When thick, black smoke continued to rise from the building on Wednesday, Police Chief Alicia Steffes said the evacuation order would remain in force until at least 9 p.m. and “possibly extended”.
Police are stationed throughout the area to prevent people from entering, although anyone who can prove they live there can return to get essential medication, she said.
Fire chief Tracey Steffes said the previous air quality tests had “come back positive,” but warned that changing weather conditions and other factors could lead to a deterioration in air quality.
Mayor Chris Brown urged anyone with breathing problems to see their doctor.
The fire chief said he was gathering information from fire departments and other experts on fighting the fire in a building that – to the surprise of his department and other city authorities – stored nearly 100 tons of lithium batteries ranging in size from cell phone batteries to large car batteries.
Steffes’ firefighters stopped using water to fight the fire minutes after they arrived when they discovered the batteries, as water and foam can cause batteries to explode. And he said that although he had heard some ideas about how to fight the fire – road salt was suggested – he would not send crews to fight the fire because of the unknowns about the contents.
“I don’t know 100% what has been stored in this building, just what they tell us about what has been stored in this building,” he said.
Furthermore, Steffes said that while his department and other authorities had fought fires in buildings with lithium batteries, he had not yet found anyone with fires that involved so many batteries. He said the overnight battery explosions could be heard all over the city.
The mayor said the city did not know the building was being used to store batteries until it caught fire and that he knew very little about the company they owned.
“The company’s name is Superior Battery … and we didn’t know it existed until yesterday afternoon,” said Brown. Apparently, no one else in town hall did either because there is no record of a business license or communication between the company and a city council, he said.
Steffe barely hid his anger about the great danger his firefighters were in and said he couldn’t trust the company’s information.
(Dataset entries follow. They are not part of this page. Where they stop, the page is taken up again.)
use crate::error::{Result, SchemaError};
use crate::field::{Bounds, FieldBase, RangedField};
use crate::kind::FieldKind;
use crate::value::{Number, Value, numeric};

/// An integer, optionally bounded. Integral numeric strings are accepted;
/// floats and fractional strings are not.
#[derive(Debug, Clone, PartialEq)]
pub struct IntField {
    pub(crate) base: FieldBase,
    bounds: Bounds<i64>,
}

field_common!(IntField);

impl IntField {
    pub fn new(name: impl Into<String>) -> Result<Self> {
        Self::ranged(name, None, None)
    }

    /// Fails when both bounds are set and `min > max`.
    pub fn ranged(name: impl Into<String>, min: Option<i64>, max: Option<i64>) -> Result<Self> {
        let bounds = Bounds::new(min, max)?;
        Ok(Self {
            base: FieldBase::new(FieldKind::Integer, name)?,
            bounds,
        })
    }

    #[must_use]
    pub fn validate(&self, value: &Value) -> bool {
        if value.is_null() {
            return self.base.nullable;
        }
        match numeric(value) {
            Ok(Number::Int(i)) => self.bounds.contains(&i),
            _ => false,
        }
    }

    pub fn dump(&self, value: &Value) -> Result<Value> {
        match value {
            Value::Int(i) => Ok(Value::Int(*i)),
            Value::String(_) => match numeric(value)? {
                Number::Int(i) => Ok(Value::Int(i)),
                Number::Float(_) => Err(SchemaError::InvalidValue),
            },
            _ => Err(SchemaError::InvalidValue),
        }
    }
}

impl RangedField for IntField {
    type Bound = i64;

    fn bounds(&self) -> &Bounds<i64> {
        &self.bounds
    }
}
“We had no idea that they were doing business there,” said Steffes, adding that a company employee told him that they had been living in the building for about a year. Steffes said the paper mill had been empty for decades.
No information was immediately available about Superior Battery. The fire chief said company representatives had not been invited to the press conference on Wednesday.
The mayor said police will conduct an investigation into the storage of the batteries and that other agencies, including the state fire marshal and the Illinois attorney general, have been contacted.
Morris is located about 115 kilometers southwest of Chicago.
The Morris fire occurred two weeks after an explosion and massive fire at a chemical plant near Rockton, an Illinois town on the Wisconsin border, and forced the evacuation of hundreds of homes for several days. Nobody at the plant or in the surrounding community was injured in the June 13 fire, which officials later discovered had accidentally started during maintenance.